Whichever lines of the entries hold the word "contains" should be identified and copied.

Excerpts from a dataset
*** Block opens ***
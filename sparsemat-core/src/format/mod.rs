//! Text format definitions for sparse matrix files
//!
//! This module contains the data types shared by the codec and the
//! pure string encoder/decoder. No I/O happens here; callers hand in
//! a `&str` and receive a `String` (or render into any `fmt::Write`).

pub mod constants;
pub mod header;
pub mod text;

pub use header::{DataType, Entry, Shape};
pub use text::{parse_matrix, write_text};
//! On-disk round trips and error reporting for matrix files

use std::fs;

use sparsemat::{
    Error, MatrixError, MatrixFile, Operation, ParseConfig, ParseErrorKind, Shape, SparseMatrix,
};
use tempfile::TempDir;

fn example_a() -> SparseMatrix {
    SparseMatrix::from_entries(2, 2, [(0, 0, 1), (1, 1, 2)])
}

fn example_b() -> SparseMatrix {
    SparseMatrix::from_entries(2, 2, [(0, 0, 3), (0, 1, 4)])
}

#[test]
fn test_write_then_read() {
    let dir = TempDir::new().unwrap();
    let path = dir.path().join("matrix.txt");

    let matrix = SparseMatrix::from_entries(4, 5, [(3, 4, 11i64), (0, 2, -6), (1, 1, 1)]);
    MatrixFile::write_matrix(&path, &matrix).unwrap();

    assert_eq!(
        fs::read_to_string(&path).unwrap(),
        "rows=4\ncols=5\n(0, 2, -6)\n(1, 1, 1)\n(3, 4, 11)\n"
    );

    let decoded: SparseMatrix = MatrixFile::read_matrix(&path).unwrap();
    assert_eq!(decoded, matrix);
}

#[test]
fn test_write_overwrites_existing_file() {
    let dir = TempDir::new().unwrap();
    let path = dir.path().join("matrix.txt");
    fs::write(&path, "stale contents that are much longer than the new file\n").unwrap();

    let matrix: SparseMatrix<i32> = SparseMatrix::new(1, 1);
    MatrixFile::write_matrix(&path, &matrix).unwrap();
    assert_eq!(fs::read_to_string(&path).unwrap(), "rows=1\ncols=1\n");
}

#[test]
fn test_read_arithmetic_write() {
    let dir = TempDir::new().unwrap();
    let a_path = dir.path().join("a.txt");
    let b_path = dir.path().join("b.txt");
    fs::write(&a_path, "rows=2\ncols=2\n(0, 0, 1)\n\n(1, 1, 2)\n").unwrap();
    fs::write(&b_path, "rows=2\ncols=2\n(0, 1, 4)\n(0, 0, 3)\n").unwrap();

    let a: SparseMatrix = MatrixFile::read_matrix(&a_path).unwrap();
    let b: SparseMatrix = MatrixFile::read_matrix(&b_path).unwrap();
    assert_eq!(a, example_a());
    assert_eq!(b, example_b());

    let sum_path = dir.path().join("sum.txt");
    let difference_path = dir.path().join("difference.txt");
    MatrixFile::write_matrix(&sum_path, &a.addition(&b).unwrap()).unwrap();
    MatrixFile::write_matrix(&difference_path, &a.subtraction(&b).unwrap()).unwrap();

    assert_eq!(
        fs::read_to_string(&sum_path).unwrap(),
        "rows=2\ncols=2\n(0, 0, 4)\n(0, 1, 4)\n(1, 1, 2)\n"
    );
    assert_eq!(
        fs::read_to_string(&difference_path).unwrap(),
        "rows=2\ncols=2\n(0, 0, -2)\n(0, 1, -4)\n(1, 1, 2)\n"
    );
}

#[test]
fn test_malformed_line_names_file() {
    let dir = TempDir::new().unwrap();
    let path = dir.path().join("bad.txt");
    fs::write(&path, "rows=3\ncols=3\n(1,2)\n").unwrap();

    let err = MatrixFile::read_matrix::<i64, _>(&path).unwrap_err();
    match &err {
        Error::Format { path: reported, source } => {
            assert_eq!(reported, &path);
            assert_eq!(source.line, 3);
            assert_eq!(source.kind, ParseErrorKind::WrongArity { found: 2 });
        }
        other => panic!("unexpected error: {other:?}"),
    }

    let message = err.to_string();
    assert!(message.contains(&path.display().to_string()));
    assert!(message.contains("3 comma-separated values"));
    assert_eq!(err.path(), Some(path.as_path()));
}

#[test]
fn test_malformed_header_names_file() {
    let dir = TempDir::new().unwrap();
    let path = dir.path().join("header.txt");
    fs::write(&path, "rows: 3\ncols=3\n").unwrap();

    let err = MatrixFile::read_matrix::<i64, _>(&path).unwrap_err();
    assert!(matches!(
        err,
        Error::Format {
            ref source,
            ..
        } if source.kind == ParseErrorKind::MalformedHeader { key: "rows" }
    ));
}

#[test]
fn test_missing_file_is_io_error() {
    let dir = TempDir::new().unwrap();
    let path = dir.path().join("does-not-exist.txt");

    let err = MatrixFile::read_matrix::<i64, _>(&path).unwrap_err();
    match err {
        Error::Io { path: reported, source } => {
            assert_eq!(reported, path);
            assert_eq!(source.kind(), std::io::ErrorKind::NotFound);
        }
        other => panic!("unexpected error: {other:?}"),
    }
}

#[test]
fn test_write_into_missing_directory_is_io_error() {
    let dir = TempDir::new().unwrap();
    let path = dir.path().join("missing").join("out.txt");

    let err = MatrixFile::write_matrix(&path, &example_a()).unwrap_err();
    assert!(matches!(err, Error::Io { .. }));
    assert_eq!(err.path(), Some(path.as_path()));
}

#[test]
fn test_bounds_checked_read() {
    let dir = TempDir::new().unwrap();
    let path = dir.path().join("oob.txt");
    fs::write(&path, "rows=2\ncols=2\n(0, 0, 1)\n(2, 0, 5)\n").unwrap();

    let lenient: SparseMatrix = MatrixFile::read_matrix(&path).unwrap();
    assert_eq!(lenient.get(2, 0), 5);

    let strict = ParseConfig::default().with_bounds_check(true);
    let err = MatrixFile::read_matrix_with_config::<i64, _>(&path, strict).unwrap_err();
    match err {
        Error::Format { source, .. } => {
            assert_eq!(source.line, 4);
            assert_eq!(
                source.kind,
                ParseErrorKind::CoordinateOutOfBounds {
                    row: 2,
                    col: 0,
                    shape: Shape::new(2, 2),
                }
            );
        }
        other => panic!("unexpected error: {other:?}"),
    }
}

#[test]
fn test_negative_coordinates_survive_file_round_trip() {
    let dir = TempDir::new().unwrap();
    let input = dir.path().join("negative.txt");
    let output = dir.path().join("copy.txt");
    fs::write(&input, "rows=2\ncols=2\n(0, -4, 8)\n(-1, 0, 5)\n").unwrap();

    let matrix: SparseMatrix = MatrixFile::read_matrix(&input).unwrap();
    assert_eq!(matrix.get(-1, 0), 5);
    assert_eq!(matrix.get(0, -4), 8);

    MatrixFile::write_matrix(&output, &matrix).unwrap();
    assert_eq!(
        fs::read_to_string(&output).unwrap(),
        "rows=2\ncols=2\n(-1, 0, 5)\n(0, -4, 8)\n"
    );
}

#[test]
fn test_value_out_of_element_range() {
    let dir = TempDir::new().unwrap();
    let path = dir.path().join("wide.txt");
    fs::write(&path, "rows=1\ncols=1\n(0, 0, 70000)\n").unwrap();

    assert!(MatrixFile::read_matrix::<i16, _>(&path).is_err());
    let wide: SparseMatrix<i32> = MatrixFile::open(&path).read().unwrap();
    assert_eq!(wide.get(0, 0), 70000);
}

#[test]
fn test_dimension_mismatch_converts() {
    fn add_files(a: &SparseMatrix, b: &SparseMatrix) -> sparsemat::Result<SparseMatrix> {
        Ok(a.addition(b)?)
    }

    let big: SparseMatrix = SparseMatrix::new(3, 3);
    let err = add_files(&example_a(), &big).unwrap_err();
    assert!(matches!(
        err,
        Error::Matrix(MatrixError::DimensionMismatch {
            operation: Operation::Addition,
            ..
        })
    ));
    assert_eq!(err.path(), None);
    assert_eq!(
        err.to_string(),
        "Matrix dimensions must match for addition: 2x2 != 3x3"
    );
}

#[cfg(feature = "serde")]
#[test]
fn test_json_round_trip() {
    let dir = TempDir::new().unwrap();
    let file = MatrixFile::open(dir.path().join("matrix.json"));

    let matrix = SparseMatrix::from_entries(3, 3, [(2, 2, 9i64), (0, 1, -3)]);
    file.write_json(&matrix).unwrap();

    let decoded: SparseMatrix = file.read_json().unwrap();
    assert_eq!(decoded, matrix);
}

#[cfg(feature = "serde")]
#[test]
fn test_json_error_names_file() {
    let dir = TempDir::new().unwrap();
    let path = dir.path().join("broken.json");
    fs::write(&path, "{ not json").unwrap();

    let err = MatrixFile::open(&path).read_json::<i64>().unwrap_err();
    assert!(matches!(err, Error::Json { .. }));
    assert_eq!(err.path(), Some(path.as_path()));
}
*** Block closes ***
*** Block opens ***
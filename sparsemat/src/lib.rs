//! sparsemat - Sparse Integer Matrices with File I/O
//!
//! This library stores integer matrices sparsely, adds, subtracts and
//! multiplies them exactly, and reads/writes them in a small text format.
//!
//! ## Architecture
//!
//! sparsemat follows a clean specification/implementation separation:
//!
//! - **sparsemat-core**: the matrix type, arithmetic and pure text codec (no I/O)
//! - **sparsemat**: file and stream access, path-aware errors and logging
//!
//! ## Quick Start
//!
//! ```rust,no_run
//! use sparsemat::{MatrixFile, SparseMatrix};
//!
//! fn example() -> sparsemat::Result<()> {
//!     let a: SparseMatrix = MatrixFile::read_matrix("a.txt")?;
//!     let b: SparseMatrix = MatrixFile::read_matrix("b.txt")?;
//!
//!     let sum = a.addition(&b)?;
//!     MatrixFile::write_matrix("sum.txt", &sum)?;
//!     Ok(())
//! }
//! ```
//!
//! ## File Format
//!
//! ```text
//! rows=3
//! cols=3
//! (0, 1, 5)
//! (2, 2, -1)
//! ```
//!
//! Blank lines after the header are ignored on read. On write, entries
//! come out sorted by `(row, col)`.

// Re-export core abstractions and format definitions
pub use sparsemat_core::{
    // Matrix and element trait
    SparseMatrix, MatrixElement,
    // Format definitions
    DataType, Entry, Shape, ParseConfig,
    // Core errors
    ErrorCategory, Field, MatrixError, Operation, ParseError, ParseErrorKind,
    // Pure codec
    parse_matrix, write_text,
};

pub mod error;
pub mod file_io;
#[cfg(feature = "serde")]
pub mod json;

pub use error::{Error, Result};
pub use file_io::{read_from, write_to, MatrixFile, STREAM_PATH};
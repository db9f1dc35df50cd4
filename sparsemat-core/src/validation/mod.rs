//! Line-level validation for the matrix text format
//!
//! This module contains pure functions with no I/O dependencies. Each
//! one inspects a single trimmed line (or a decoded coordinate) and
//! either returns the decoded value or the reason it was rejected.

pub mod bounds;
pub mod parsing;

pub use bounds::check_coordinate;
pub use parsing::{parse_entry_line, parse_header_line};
*** Block closes ***
== EXERCISE RESPONSE ==
//! This module contains the data types shared by the codec and the
    assert!(message.contains(&path.display().to_string()));
    assert!(message.contains("3 comma-separated values"));
//! This module contains pure functions with no I/O dependencies. Each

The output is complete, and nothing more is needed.